欧州委が通信規制改革と著作権制度見直しを提案、デジタル単一市場の実現に向け

欧州委員会のユンケル委員長は14日に欧州議会で行った一般教書演説で、デジタル単一市場の実現に向けた取り組みの一環として、電気通信分野の規制改革と著作権制度の見直しを提案した。

電気通信分野ではEU全域で光ファイバーによる超高速ブロードバンドの基盤整備を進め、2025年までに域内の大学や学校、研究機関、病院、行政機関、デジタル技術への依存度が高い企業などから1Gbps(1,000Mbps)のインターネットサービスを利用できるようにするとともに、農村部を含めた域内のすべての世帯で少なくとも下り100Mbpsのインターネットサービスを利用できるようにする。さらに、同年までに域内のすべての都市部と幹線道路および鉄道沿いで第5世代(5G)モバイル通信システムの実用化を目指し、第1段階として、20年までにEU各国の少なくとも1都市で商用サービスを開始する。

欧州委はこうした目標を実現するため、超高速ブロードバンド網への投資促進策などを盛り込んだ「電気通信法典(Electronic Communications Code)」を提示した。欧州委によると、25年を達成期限とする超高速インターネット接続を実現するには今後10年間に5,000億ユーロの投資が必要だが、現在のところ民間からの投資が当初の計画を1,550億ドル下回っている。このため欧州委は複数の通信事業者が共同で光ファイバー網の整備を進めることができるようにしたり、ブロードバンドサービス事業者への光ファイバー網の開放義務を緩和するなどして、早期に投資を回収できる仕組みの導入を提案している。

このほかインターネット経由でメッセージや音声、動画コンテンツなどを提供する「OTT(Over The Top)」サービスに対する規制が強化され、これまで通信事業者を対象としてきたネットワークのセキュリティや通信の秘密保持に関するルールがOTT事業者にも適用される。米マイクロソフトのインターネット電話「スカイプ」や、米フェイスブック傘下のメッセージングアプリ「WhatsApp(ワッツアップ)」をはじめとするOTTサービスをめぐっては、通信事業者と異なり、顧客の通信データや位置情報などの商業利用が許されているとして規制強化を求める声が高まっていた。

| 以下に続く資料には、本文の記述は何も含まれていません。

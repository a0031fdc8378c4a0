//! 采集与数据记录器协调
//!
//! 采集窗口和数据记录器会话的生命周期都绑定在一次场景运行上:
//! 采集在 setup 中预约, 记录器在 run 中启动, 两者都在 finalize 中停止。

use atp_hil::{CaptureSettings, CaptureTrigger};
use std::time::Duration;
use tokio::time::Instant;
use tracing::{debug, error, info, warn};

use crate::driver::{SimulationDriver, DATA_LOGGER_NAME};
use crate::run_config::RunConfiguration;
use crate::{ExecutorError, Result};

/// 设备要求的最小采样点数
pub const MIN_CAPTURE_SAMPLES: u64 = 256;

/// 数字量采集通道上限
pub const MAX_DIGITAL_CHANNELS: usize = 32;

/// 等待采集完成的轮询间隔
const CAPTURE_POLL_INTERVAL: Duration = Duration::from_millis(1);

/// 采集计划
#[derive(Debug, Clone, PartialEq)]
pub struct CapturePlan {
    /// 起始仿真步
    pub start_step: u64,

    /// 请求的结束仿真步
    pub end_step: u64,

    /// 采样点数 (偶数, 不少于最小值)
    pub sample_count: u64,

    /// 抽取因子
    pub decimation: u32,

    /// 起始仿真时间 (秒)
    pub execute_at: f64,

    /// 是否因点数不足被延长
    pub extended: bool,
}

impl CapturePlan {
    /// 实际采集时长 (秒)
    pub fn duration(&self, timestep: f64) -> f64 {
        self.sample_count as f64 * f64::from(self.decimation) * timestep
    }
}

/// 计算采集计划
///
/// 起止时间经 [`RunConfiguration::simtime_to_simstep`] 换算为仿真步。
/// 点数不足最小值时自动延长, 奇数点数加一。
pub fn plan_capture(
    start_time: f64,
    duration: f64,
    decimation: u32,
    config: &RunConfiguration,
) -> Result<CapturePlan> {
    if !start_time.is_finite() || start_time <= 0.0 {
        return Err(ExecutorError::CaptureStart(format!(
            "采集起始时间必须大于 0: {}",
            start_time
        )));
    }
    if !duration.is_finite() || duration <= 0.0 {
        return Err(ExecutorError::CaptureStart(format!(
            "采集时长必须大于 0: {}",
            duration
        )));
    }
    if decimation < 1 {
        return Err(ExecutorError::CaptureStart(
            "抽取因子必须不小于 1".to_string(),
        ));
    }
    if config.digital_signals.len() > MAX_DIGITAL_CHANNELS {
        return Err(ExecutorError::CaptureStart(format!(
            "数字量通道数 {} 超过上限 {}",
            config.digital_signals.len(),
            MAX_DIGITAL_CHANNELS
        )));
    }
    config
        .check_timestep()
        .map_err(|e| ExecutorError::CaptureStart(e.to_string()))?;
    if config.analog_signals.is_empty() && config.digital_signals.is_empty() {
        return Err(ExecutorError::CaptureStart(
            "未配置任何采集信号".to_string(),
        ));
    }

    let to_step = |time: f64| {
        config
            .simtime_to_simstep(time)
            .map_err(|e| ExecutorError::CaptureStart(e.to_string()))
    };
    let start_step = to_step(start_time)?;
    let end_step = to_step(start_time + duration)?;
    let mut sample_count = end_step.saturating_sub(start_step) / u64::from(decimation);

    let mut extended = false;
    if sample_count < MIN_CAPTURE_SAMPLES {
        warn!(
            "采集点数 {} 少于最小值 {}, 延长采集时长",
            sample_count, MIN_CAPTURE_SAMPLES
        );
        sample_count = MIN_CAPTURE_SAMPLES;
        extended = true;
    }
    if sample_count % 2 == 1 {
        sample_count += 1;
    }

    Ok(CapturePlan {
        start_step,
        end_step,
        sample_count,
        decimation,
        execute_at: start_time,
        extended,
    })
}

impl SimulationDriver {
    /// 预约采集窗口
    pub async fn schedule_capture(
        &mut self,
        start_time: f64,
        duration: f64,
        decimation: u32,
    ) -> Result<CapturePlan> {
        let plan = plan_capture(start_time, duration, decimation, self.config())?;
        let settings = CaptureSettings {
            decimation: plan.decimation,
            analog_channels: self.config().analog_signals.clone(),
            digital_channels: self.config().digital_signals.clone(),
            sample_count: plan.sample_count,
            start_step: plan.start_step,
            execute_at: plan.execute_at,
            trigger: CaptureTrigger::Forced,
            output_file: self.config().capture_file.clone(),
        };

        let capture = self.session().capture.clone();
        if !capture.start_capture(&settings).await? {
            return Err(ExecutorError::CaptureStart(format!(
                "设备拒绝采集请求: {:?}",
                settings.output_file
            )));
        }
        self.capture_armed = true;

        info!(
            "采集已预约: {:.6}s 起 {} 个采样点 (抽取 {}), 输出 {:?}",
            plan.execute_at, plan.sample_count, plan.decimation, settings.output_file
        );
        Ok(plan)
    }

    /// 按配置的采样率预约采集窗口
    pub async fn schedule_capture_at_sample_rate(
        &mut self,
        start_time: f64,
        duration: f64,
    ) -> Result<CapturePlan> {
        let decimation = self
            .config()
            .decimation_for_sample_rate()
            .map_err(|e| ExecutorError::CaptureStart(e.to_string()))?;
        self.schedule_capture(start_time, duration, decimation).await
    }

    /// 停止采集
    ///
    /// `timeout` 非零时先等待采集自然结束, 超时、结束或查询失败后都发出硬停止。
    /// 查询失败时在硬停止之后返回查询错误。
    pub async fn stop_capture(&mut self, timeout: Duration) -> Result<()> {
        let capture = self.session().capture.clone();
        let mut poll_error = None;

        if !timeout.is_zero() {
            let deadline = Instant::now() + timeout;
            let mut completed = false;
            loop {
                match capture.capture_in_progress().await {
                    Ok(false) => {
                        completed = true;
                        break;
                    }
                    Ok(true) => {}
                    Err(e) => {
                        warn!("查询采集状态失败, 强制停止: {}", e);
                        poll_error = Some(ExecutorError::from(e));
                        break;
                    }
                }
                if Instant::now() >= deadline {
                    break;
                }
                tokio::time::sleep(CAPTURE_POLL_INTERVAL).await;
            }
            if !completed && poll_error.is_none() {
                warn!("采集在 {:?} 内未完成, 强制停止", timeout);
            }
        }

        self.capture_armed = false;
        if !capture.stop_capture().await? {
            return Err(ExecutorError::CaptureStop(
                "设备拒绝停止采集".to_string(),
            ));
        }
        debug!("采集已停止");
        match poll_error {
            Some(e) => Err(e),
            None => Ok(()),
        }
    }

    /// 注册并启动数据记录器, 未配置信号时跳过
    pub(crate) async fn start_data_logger(&mut self) -> Result<()> {
        if self.config().data_logger_signals.is_empty() {
            debug!("未配置数据记录信号, 跳过数据记录器");
            return Ok(());
        }

        let logger = self.session().data_logger.clone();
        let file = self.config().data_log_file.clone();
        let signals = self.config().data_logger_signals.clone();

        if !logger.add_logger(DATA_LOGGER_NAME, &file, &signals).await? {
            return Err(ExecutorError::DataLogger(format!(
                "注册数据记录器失败: {:?}",
                file
            )));
        }
        self.logger_registered = true;

        if !logger.start_logger(DATA_LOGGER_NAME).await? {
            return Err(ExecutorError::DataLogger(
                "启动数据记录器失败".to_string(),
            ));
        }

        info!("数据记录器已启动: {} 个信号, 输出 {:?}", signals.len(), file);
        Ok(())
    }

    /// 停止并注销数据记录器, 失败只记录日志
    pub(crate) async fn stop_data_logger(&mut self) {
        if !self.logger_registered {
            return;
        }
        self.logger_registered = false;

        let logger = self.session().data_logger.clone();
        match logger.stop_logger(DATA_LOGGER_NAME).await {
            Ok(true) => info!("数据记录器已停止"),
            Ok(false) => error!("数据记录器停止失败"),
            Err(e) => error!("数据记录器停止失败: {}", e),
        }
        if let Err(e) = logger.remove_logger(DATA_LOGGER_NAME).await {
            warn!("注销数据记录器失败: {}", e);
        }
    }
}

#[cfg(test)]
mod tests {
    use super::*;

    // 2^-16 秒步长, 时间与步数换算无舍入误差
    const TIMESTEP: f64 = 1.0 / 65536.0;

    fn config() -> RunConfiguration {
        RunConfiguration {
            analog_signals: vec!["Va".to_string(), "Vb".to_string()],
            digital_signals: vec!["Breaker".to_string()],
            timestep: TIMESTEP,
            ..Default::default()
        }
    }

    fn samples(n: u64) -> f64 {
        n as f64 * TIMESTEP
    }

    #[test]
    fn test_short_capture_extended_to_minimum() {
        let plan = plan_capture(1.0, samples(255), 1, &config()).unwrap();
        assert_eq!(plan.start_step, 65536);
        assert_eq!(plan.sample_count, 256);
        assert!(plan.extended);
    }

    #[test]
    fn test_odd_sample_count_made_even() {
        let plan = plan_capture(1.0, samples(301), 1, &config()).unwrap();
        assert_eq!(plan.sample_count, 302);
        assert!(!plan.extended);

        let plan = plan_capture(1.0, samples(400), 1, &config()).unwrap();
        assert_eq!(plan.sample_count, 400);
    }

    #[test]
    fn test_decimation_divides_sample_count() {
        let plan = plan_capture(0.5, samples(2000), 4, &config()).unwrap();
        assert_eq!(plan.sample_count, 500);
        assert_eq!(plan.duration(TIMESTEP), samples(2000));
    }

    #[test]
    fn test_sample_count_always_even_and_above_minimum() {
        for n in [1u64, 17, 255, 256, 257, 511, 1023, 4099] {
            let plan = plan_capture(0.25, samples(n), 1, &config()).unwrap();
            assert!(plan.sample_count >= MIN_CAPTURE_SAMPLES);
            assert_eq!(plan.sample_count % 2, 0);
        }
    }

    #[test]
    fn test_plan_steps_match_time_conversion() {
        let cfg = config();
        let plan = plan_capture(0.3, 0.01, 1, &cfg).unwrap();
        assert_eq!(plan.start_step, cfg.simtime_to_simstep(0.3).unwrap());
        assert_eq!(plan.end_step, cfg.simtime_to_simstep(0.3 + 0.01).unwrap());
    }

    #[test]
    fn test_invalid_requests() {
        let cfg = config();
        assert!(plan_capture(0.0, 1.0, 1, &cfg).is_err());
        assert!(plan_capture(1.0, 0.0, 1, &cfg).is_err());
        assert!(plan_capture(1.0, -1.0, 1, &cfg).is_err());
        assert!(plan_capture(1.0, 1.0, 0, &cfg).is_err());

        let mut cfg = config();
        cfg.digital_signals = (0..33).map(|i| format!("D{}", i)).collect();
        assert!(matches!(
            plan_capture(1.0, 1.0, 1, &cfg),
            Err(ExecutorError::CaptureStart(_))
        ));

        let mut cfg = config();
        cfg.timestep = 0.0;
        assert!(matches!(
            plan_capture(1.0, 1.0, 1, &cfg),
            Err(ExecutorError::CaptureStart(_))
        ));

        let mut cfg = config();
        cfg.analog_signals.clear();
        cfg.digital_signals.clear();
        assert!(plan_capture(1.0, 1.0, 1, &cfg).is_err());
    }
}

一方、インターネット時代に即した著作権制度の見直し案は、米グーグル傘下のユーチューブをはじめとする動画プラットフォームなどに対し、著作権侵害対策技術の実装を義務づけることが柱。現行ルールでは権利者が著作権侵害の申し立てを行い、プラットフォームがこれを受けて当該コンテンツを削除しているが、新ルールが導入されるとプラットフォーム側で投稿されたコンテンツが著作権を侵害していないかチェックし、違反コンテンツを削除しなければならない。著作権者の権利保護を強化するのが狙いだが、事業者のコスト負担を考慮して、小規模なプラットフォームは新ルールの適用が除外される。

著作権制度改革のもう一つの柱は、新聞社など報道機関が配信したニュースが検索サイトなどに掲載された場合、発行元がネット企業に使用料を請求できる仕組みの導入。グーグルや米フェイスブックなどを念頭に置いた措置で、ニュース記事の全文を掲載する場合だけでなく、記事の見出しやスニペット(短い抜粋)をまとめて表示するサービスも課金の対象となる。ただ、ドイツでは3年ほど前に「グーグル税」と呼ばれる同様の仕組みが導入されたものの、大手新聞社がグーグルニュースへの記事掲載を拒否した結果、新聞社が運営するウェブサイトへのアクセスが最大で8割減少する事態に陥った。こうした経緯があるだけに、欧州委の提案に対して各方面から有効性を疑問視する声が上がっている。